The largest comet observed in astronomy history. Comet ‘C/2014 UN271’ is the size of 15 Mount Everest combined and has a mass of 500 trillion tons. The core, the nucleus, is more than 50 times larger than that of a normal comet.

According to an international research team led by Dr David Juytte, a professor of planetary science and astronomy at the University of California, Los Angeles, USA on the 12th (local time), the comet is currently entering our solar system.

Measured by the Hubble Space Telescope, the super-large comet ‘C/2014 UN271’ has a core diameter of 136 km and is currently moving toward the sun at a speed of 35,200 km per hour.
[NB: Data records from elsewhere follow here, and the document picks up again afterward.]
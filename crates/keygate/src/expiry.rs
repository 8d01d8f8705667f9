//! Expiration sweep.
//!
//! A single background task wakes on a fixed interval and drops lapsed
//! approval and activation schedule entries from every network. Each
//! network is processed under its lock and persisted once per pass.

use std::collections::BTreeMap;
use std::sync::Arc;
use std::sync::atomic::{AtomicBool, AtomicU64, Ordering};
use std::time::Duration;

use chrono::{DateTime, Utc};
use tokio::sync::Notify;
use tokio::time::MissedTickBehavior;
use tracing::{info, warn};

use crate::error::Result;
use crate::manager::{ManagedNetwork, NetworkManager};
use crate::network::Lapsed;

/// What one sweep did.
#[derive(Debug, Clone, Default, PartialEq, Eq)]
pub struct ExpiryReport {
    /// Lapsed entries per network; networks with nothing lapsed are absent.
    pub networks: BTreeMap<String, Lapsed>,
    /// Networks that could not be processed, with the error.
    pub errors: Vec<(String, String)>,
}

impl ExpiryReport {
    /// Total lapsed schedule entries across all networks.
    #[must_use]
    pub fn lapsed_count(&self) -> usize {
        self.networks
            .values()
            .map(|l| l.approvals.len() + l.activations.len())
            .sum()
    }
}

impl NetworkManager {
    /// Runs one sweep at the current time.
    pub async fn process_expirations(&self) -> ExpiryReport {
        self.process_expirations_at(Utc::now()).await
    }

    /// Runs one sweep as if the time were `now`.
    ///
    /// A failure on one network is logged and recorded; the sweep carries
    /// on with the next.
    pub async fn process_expirations_at(&self, now: DateTime<Utc>) -> ExpiryReport {
        let mut report = ExpiryReport::default();
        for (id, managed) in &self.networks {
            match self.expire_network(managed, now).await {
                Ok(lapsed) if lapsed.is_empty() => {}
                Ok(lapsed) => {
                    report.networks.insert(id.clone(), lapsed);
                }
                Err(e) => {
                    warn!(network = %id, error = %e, "Expiration sweep failed for network");
                    report.errors.push((id.clone(), e.to_string()));
                }
            }
        }
        report
    }

    /// Runs a sweep now, then hands the manager to the periodic task.
    ///
    /// Returns `None` without doing anything if no network uses expiry.
    pub async fn start_expiry(self: &Arc<Self>) -> Option<ExpiryHandle> {
        if !self.uses_expiry() {
            info!("No network uses expiry, not starting the expiration timer");
            return None;
        }
        self.process_expirations().await;
        Some(spawn_expiry_task(Arc::clone(self), self.expiry.interval()))
    }

    async fn expire_network(&self, managed: &ManagedNetwork, now: DateTime<Utc>) -> Result<Lapsed> {
        let _guard = managed.lock.lock().await;
        let mut net = self.load(managed).await?;
        let enforce = self.expiry.enforce;

        let lapsed = net.expire(now, enforce);
        for key in &lapsed.approvals {
            if enforce {
                info!(network = %net.name(), peer = %key, "Approval has expired, peer is being staged");
            } else {
                info!(network = %net.name(), peer = %key, "Approval has expired");
            }
        }
        for key in &lapsed.activations {
            if enforce {
                info!(network = %net.name(), peer = %key, "Activation has expired, peer is being deactivated");
            } else {
                info!(network = %net.name(), peer = %key, "Activation has expired");
            }
        }
        self.store_net(&net).await?;
        for peer in &lapsed.restaged {
            self.deconfigure_peer(peer);
        }

        if lapsed.active_changed {
            self.dispatch_sync(&net).await;
        }
        Ok(lapsed)
    }
}

/// Handle for controlling the expiration task.
#[derive(Debug)]
pub struct ExpiryHandle {
    running: Arc<AtomicBool>,
    passes: Arc<AtomicU64>,
    stop: Arc<Notify>,
}

impl ExpiryHandle {
    fn new() -> Self {
        Self {
            running: Arc::new(AtomicBool::new(false)),
            passes: Arc::new(AtomicU64::new(0)),
            stop: Arc::new(Notify::new()),
        }
    }

    /// Check if the expiration task is running.
    #[must_use]
    pub fn is_running(&self) -> bool {
        self.running.load(Ordering::SeqCst)
    }

    /// Periodic sweeps completed so far.
    #[must_use]
    pub fn passes(&self) -> u64 {
        self.passes.load(Ordering::SeqCst)
    }

    /// Stop the expiration task.
    pub fn stop(&self) {
        self.running.store(false, Ordering::SeqCst);
        self.stop.notify_one();
    }
}

/// Start the periodic expiration task.
///
/// The first sweep happens one `interval` after the call.
pub fn spawn_expiry_task(manager: Arc<NetworkManager>, interval: Duration) -> ExpiryHandle {
    let handle = ExpiryHandle::new();
    handle.running.store(true, Ordering::SeqCst);

    let running = Arc::clone(&handle.running);
    let passes = Arc::clone(&handle.passes);
    let stop = Arc::clone(&handle.stop);

    info!(interval = ?interval, "Launching expiration timer");

    tokio::spawn(async move {
        let mut interval_timer = tokio::time::interval(interval);
        interval_timer.set_missed_tick_behavior(MissedTickBehavior::Delay);
        // The first tick completes immediately.
        interval_timer.tick().await;

        while running.load(Ordering::SeqCst) {
            tokio::select! {
                _ = interval_timer.tick() => {}
                () = stop.notified() => break,
            }

            if !running.load(Ordering::SeqCst) {
                break;
            }

            let report = manager.process_expirations().await;
            passes.fetch_add(1, Ordering::SeqCst);
            if report.lapsed_count() > 0 {
                info!(lapsed = report.lapsed_count(), "Expiration sweep finished");
            }
        }
        running.store(false, Ordering::SeqCst);
    });

    handle
}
The comet is expected to approach the Sun by regarding 1.6 billion km, slightly more than the distance between Earth and Saturn, around 2031, and then return to the ‘Oort Cloud’, where long-period comets are gathered at the end of the solar system.

The Oort Cloud, a ball-shaped comet cloud, has not been confirmed by direct observation, but astronomers believe it to be the source of all long-period comets and Halley’s comets entering the center of the solar system, as well as numerous Centaurus and Jupiter comets. there is.

Comet ‘C/2014 UN271’ was first discovered by chance in 2010 from a distance of regarding 4.8 billion km. Since then, intensive observations have been made through ground and space telescopes, but it is too far away to determine the size of the nucleus surrounded by a coma of dust and gas.

Then, on January 8, the University of California research team used the Hubble telescope to observe the comet, which is regarding 3.2 billion kilometers from the sun, and took five pictures. Since it was impossible to look into the nucleus only with visible light images, data with increased light at the location of the nucleus was used. The result was obtained by removing light from the coma around the nucleus using a computer model and combining it with radio data observed with the Atacama Large Millimeter/Submillimeter Aggregation (ALMA) in the northern desert of Chile.

“This comet is the tip of the iceberg of numerous comets at the edge of the solar system that are not literally too faint to be seen,” said Professor Juyut. “This comet has been approaching the Sun in the Oort Cloud for over a million years, and will return to the Oort Cloud,” he added.